ABSTRACT

The above account of beagles’ value to experimental science comes from a researcher based at the first large-scale experimental beagle colony at the University of California, Davis (1951-1986). The quotation is indicative of the messy combination of cultural and scientific factors that led to the animals’ consolidation as the standard laboratory dog and makes evident that the animals’ affective qualities – their ‘excellent disposition’ and ‘gay personality’ – lie at the core of their experimental value. The tight link between affect and epistemology has been noted in previous research about laboratory dogs (e.g.

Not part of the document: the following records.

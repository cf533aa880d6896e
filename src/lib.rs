//! SmartAcca: AI-verified daily football accumulator.
//!
//! Library crate exposing all modules for use by integration tests
//! and the binary entry point.

pub mod bet;
pub mod config;
pub mod data;
pub mod engine;
pub mod llm;
pub mod storage;
pub mod types;
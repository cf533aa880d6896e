//! Prompt builders for match analysis and post-mortems.

use crate::types::{Fixture, MatchRecord};

/// Analysis prompt for one fixture. `stats` is the pre-rendered
/// statistics block from the enricher.
pub fn analysis_prompt(fixture: &Fixture, stats: &str) -> String {
    let mut prompt = String::with_capacity(2000);

    prompt.push_str(
        "You are a professional football betting analyst. Assess how confidently \
         a single bet on this match can be recommended.\n\n",
    );
    prompt.push_str(&format!(
        "MATCH: {} vs {}\n",
        fixture.home_team, fixture.away_team
    ));
    prompt.push_str(&format!("LEAGUE: {}\n", fixture.league_name));
    prompt.push_str(&format!(
        "KICKOFF: {}\n",
        fixture.kickoff.format("%Y-%m-%d %H:%M UTC")
    ));
    prompt.push_str(&format!("VENUE: {}\n", fixture.venue));

    prompt.push_str("\nSTATISTICS:\n");
    prompt.push_str(stats);

    prompt.push_str(
        "\n\nRespond with ONLY a JSON object of this shape:\n\
         {\n\
           \"confidence_score\": <number 0.0-10.0>,\n\
           \"risk_level\": \"Low Risk\" | \"Medium Risk\" | \"High Risk\",\n\
           \"suggested_bet\": \"<e.g. Home Win, Over 2.5 Goals, BTTS, Double Chance Home or Draw>\",\n\
           \"rationale\": \"<two or three sentences>\"\n\
         }\n",
    );

    prompt
}

/// Post-mortem prompt for a settled record.
pub fn post_mortem_prompt(record: &MatchRecord) -> String {
    let (h, a) = record.score().unwrap_or_default();
    let outcome = record
        .outcome
        .map(|o| o.as_str())
        .unwrap_or("UNKNOWN");

    let mut prompt = String::with_capacity(1500);
    prompt.push_str(&format!(
        "MATCH: {} {h}-{a} {} ({})\n",
        record.fixture.home_team, record.fixture.away_team, record.fixture.league_name
    ));
    prompt.push_str(&format!(
        "PREDICTION: {} (confidence {:.1}/10, {})\n",
        record.suggested_bet.as_deref().unwrap_or("N/A"),
        record.confidence,
        record.risk
    ));
    if let Some(rationale) = &record.rationale {
        prompt.push_str(&format!("ORIGINAL RATIONALE: {rationale}\n"));
    }
    prompt.push_str(&format!("OUTCOME: {outcome}\n\n"));
    prompt.push_str(
        "In under 150 words, explain why the prediction succeeded or failed and \
         what signal, if any, was missed. Plain text only.\n",
    );

    prompt
}

// ---------------------------------------------------------------------------
// Tests
// ---------------------------------------------------------------------------
//! Match statistics enrichment.
//!
//! Gathers injuries (API-Football), league position and recent form
//! (football-data.org) for both sides of a fixture. Every lookup is
//! optional: a missing key, identifier or uncovered league yields a
//! "data unavailable" placeholder in the rendered summary instead of an
//! error. League tables are cached per league so one daily run costs a
//! single standings call per competition.

use async_trait::async_trait;
use chrono::{DateTime, Duration, Utc};
use std::collections::HashMap;
use std::fmt::Write as _;
use std::sync::{Arc, Mutex};
use tracing::{debug, warn};

use crate::data::api_football::ApiFootballClient;
use crate::data::football_data::{FootballDataClient, Standing};
use crate::engine::matcher::TeamNameMatcher;
use crate::types::Fixture;

/// League tables barely move within a match day.
const STANDINGS_TTL_MINS: i64 = 360;

const NO_INJURIES: &str = "No major injuries reported";

/// Produces the statistics block handed to the analyst.
#[async_trait]
pub trait StatsProvider: Send + Sync {
    async fn gather(&self, fixture: &Fixture) -> MatchStats;
}

// ---------------------------------------------------------------------------
// Stats types
// ---------------------------------------------------------------------------

/// A looked-up value, or the reason it is missing.
#[derive(Debug, Clone, PartialEq)]
pub enum Lookup<T> {
    Found(T),
    Unavailable(String),
}

impl<T> Lookup<T> {
    fn unavailable(reason: &str) -> Self {
        Lookup::Unavailable(format!("Data unavailable - {reason}"))
    }
}

#[derive(Debug, Clone, PartialEq)]
pub struct TeamStats {
    pub name: String,
    pub injuries: Lookup<Vec<String>>,
    pub standing: Lookup<Standing>,
    pub form: Lookup<String>,
}

impl TeamStats {
    pub fn unavailable(name: &str, reason: &str) -> Self {
        Self {
            name: name.to_string(),
            injuries: Lookup::unavailable(reason),
            standing: Lookup::unavailable(reason),
            form: Lookup::unavailable(reason),
        }
    }

    fn render(&self, side: &str, out: &mut String) {
        let _ = writeln!(out, "{side} ({}):", self.name);

        match &self.injuries {
            Lookup::Found(list) if list.is_empty() => {
                let _ = writeln!(out, "- Injuries: {NO_INJURIES}");
            }
            Lookup::Found(list) => {
                let _ = writeln!(out, "- Injuries: {}", list.join(", "));
            }
            Lookup::Unavailable(why) => {
                let _ = writeln!(out, "- Injuries: {why}");
            }
        }

        match &self.standing {
            Lookup::Found(s) => {
                let _ = writeln!(
                    out,
                    "- League position: {} with {} points ({}W-{}D-{}L, GF {} GA {})",
                    s.position, s.points, s.won, s.drawn, s.lost, s.goals_for, s.goals_against
                );
            }
            Lookup::Unavailable(why) => {
                let _ = writeln!(out, "- League position: {why}");
            }
        }

        match &self.form {
            Lookup::Found(f) => {
                let _ = writeln!(out, "- Recent form: {f} (most recent first)");
            }
            Lookup::Unavailable(why) => {
                let _ = writeln!(out, "- Recent form: {why}");
            }
        }
    }
}

#[derive(Debug, Clone, PartialEq)]
pub struct MatchStats {
    pub home: TeamStats,
    pub away: TeamStats,
}

impl MatchStats {
    /// Both sides unavailable for the same reason.
    pub fn unavailable(fixture: &Fixture, reason: &str) -> Self {
        Self {
            home: TeamStats::unavailable(&fixture.home_team, reason),
            away: TeamStats::unavailable(&fixture.away_team, reason),
        }
    }

    /// Plain-text block for the analysis prompt.
    pub fn summary(&self) -> String {
        let mut out = String::with_capacity(512);
        self.home.render("Home", &mut out);
        self.away.render("Away", &mut out);
        out
    }
}

// ---------------------------------------------------------------------------
// Cache
// ---------------------------------------------------------------------------

struct CacheEntry {
    table: Vec<Standing>,
    inserted_at: DateTime<Utc>,
}

/// In-memory TTL cache of league tables keyed by league id.
struct StandingsCache {
    entries: HashMap<i64, CacheEntry>,
    ttl: Duration,
}

impl StandingsCache {
    fn new(ttl: Duration) -> Self {
        Self {
            entries: HashMap::new(),
            ttl,
        }
    }

    fn get(&self, league_id: i64) -> Option<Vec<Standing>> {
        self.entries.get(&league_id).and_then(|entry| {
            (Utc::now() - entry.inserted_at < self.ttl).then(|| entry.table.clone())
        })
    }

    fn insert(&mut self, league_id: i64, table: Vec<Standing>) {
        self.entries.insert(
            league_id,
            CacheEntry {
                table,
                inserted_at: Utc::now(),
            },
        );
    }
}

// ---------------------------------------------------------------------------
// Enricher
// ---------------------------------------------------------------------------

pub struct Enricher {
    api_football: Option<Arc<ApiFootballClient>>,
    football_data: Option<Arc<FootballDataClient>>,
    matcher: TeamNameMatcher,
    cache: Mutex<StandingsCache>,
}

impl Enricher {
    pub fn new(
        api_football: Option<Arc<ApiFootballClient>>,
        football_data: Option<Arc<FootballDataClient>>,
        matcher: TeamNameMatcher,
    ) -> Self {
        Self {
            api_football,
            football_data,
            matcher,
            cache: Mutex::new(StandingsCache::new(Duration::minutes(STANDINGS_TTL_MINS))),
        }
    }

    async fn injuries(&self, fixture: &Fixture, team_id: Option<i64>) -> Lookup<Vec<String>> {
        let Some(client) = &self.api_football else {
            return Lookup::unavailable("no API-Football key");
        };
        let Some(team_id) = team_id else {
            return Lookup::unavailable("missing team ID");
        };
        match client.injuries(fixture.fixture_id, team_id).await {
            Ok(list) => Lookup::Found(list),
            Err(e) => {
                warn!(fixture_id = fixture.fixture_id, team_id, error = %e, "Injury lookup failed");
                Lookup::unavailable("injury lookup failed")
            }
        }
    }

    async fn table(&self, client: &FootballDataClient, league_id: i64) -> Option<Vec<Standing>> {
        if let Ok(cache) = self.cache.lock() {
            if let Some(table) = cache.get(league_id) {
                debug!(league_id, "Standings cache hit");
                return Some(table);
            }
        }

        match client.standings(league_id).await {
            Ok(table) => {
                if let Ok(mut cache) = self.cache.lock() {
                    cache.insert(league_id, table.clone());
                }
                Some(table)
            }
            Err(e) => {
                warn!(league_id, error = %e, "Standings lookup failed");
                None
            }
        }
    }

    async fn team_context(
        &self,
        fixture: &Fixture,
        team: &str,
        table: Option<&[Standing]>,
    ) -> (Lookup<Standing>, Lookup<String>) {
        let Some(client) = &self.football_data else {
            return (
                Lookup::unavailable("no football-data.org key"),
                Lookup::unavailable("no football-data.org key"),
            );
        };
        let Some(table) = table.filter(|t| !t.is_empty()) else {
            return (
                Lookup::unavailable("league not covered"),
                Lookup::unavailable("league not covered"),
            );
        };
        let Some(row) = table.iter().find(|r| self.matcher.matches(&r.team_name, team)) else {
            return (
                Lookup::unavailable("team not in table"),
                Lookup::unavailable("team not in table"),
            );
        };

        let form = match row.team_id {
            Some(id) => match client.recent_form(id, fixture.kickoff.date_naive()).await {
                Ok(f) if !f.is_empty() => Lookup::Found(f),
                Ok(_) => Lookup::unavailable("no recent matches"),
                Err(e) => {
                    warn!(team, error = %e, "Form lookup failed");
                    Lookup::unavailable("form lookup failed")
                }
            },
            None => Lookup::unavailable("missing team ID"),
        };

        (Lookup::Found(row.clone()), form)
    }
}

#[async_trait]
impl StatsProvider for Enricher {
    async fn gather(&self, fixture: &Fixture) -> MatchStats {
        let home_injuries = self.injuries(fixture, fixture.home_team_id).await;
        let away_injuries = self.injuries(fixture, fixture.away_team_id).await;

        let table = match &self.football_data {
            Some(client) => self.table(client, fixture.league_id).await,
            None => None,
        };
        let (home_standing, home_form) = self
            .team_context(fixture, &fixture.home_team, table.as_deref())
            .await;
        let (away_standing, away_form) = self
            .team_context(fixture, &fixture.away_team, table.as_deref())
            .await;

        MatchStats {
            home: TeamStats {
                name: fixture.home_team.clone(),
                injuries: home_injuries,
                standing: home_standing,
                form: home_form,
            },
            away: TeamStats {
                name: fixture.away_team.clone(),
                injuries: away_injuries,
                standing: away_standing,
                form: away_form,
            },
        }
    }
}

// ---------------------------------------------------------------------------
// Tests
// ---------------------------------------------------------------------------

Dror 1999, Degeling 2008), with dogs in general focused on in a large body of cultural research, due to drawing together issues including the historical standardization of laboratory animals (Kirk 2010); connections between veterinary and medical research (Bresalier et al. 2015); and ethical debates surrounding animal research (Lederer 1992). These latter concerns are brought to the fore when focusing on beagles specifically, due to the breed’s affective qualities being so closely aligned with beagles’ consolidation as the standard laboratory dog. Davis, moreover, is a privileged site through which to explore the standardization of beagles; although the breed had been used in research prior to the 1950s, the experiments at Davis consolidated their use (Thompson 1989). As researchers involved with the project noted: ‘the many arguments that can now be advanced for the use of this animal were unknown, or at least unsupported, when the decision to employ beagles in these experiments was made in 1950’ (Thompson 1989, p. 25). In addition to the breed’s specific qualities, the scale of these experiments at Davis resulted in the ‘continued use of the beagle in subsequent experiments’ due to the need for ‘intercomparing data in the same animal model’ (Thompson 1989, p. 25). Research generated at Davis continues to inform the contemporary management of laboratory beagles (Tomkins et al. 2011), with beagles acting as the standard dog for use in laboratory work in a range of contexts (Joint Working Group on Refinement 2004),

and contemporary licensing standards (which prescribe the amount of space and levels of social interaction required for dogs) based on the needs of beagles (e.g. EU 2010).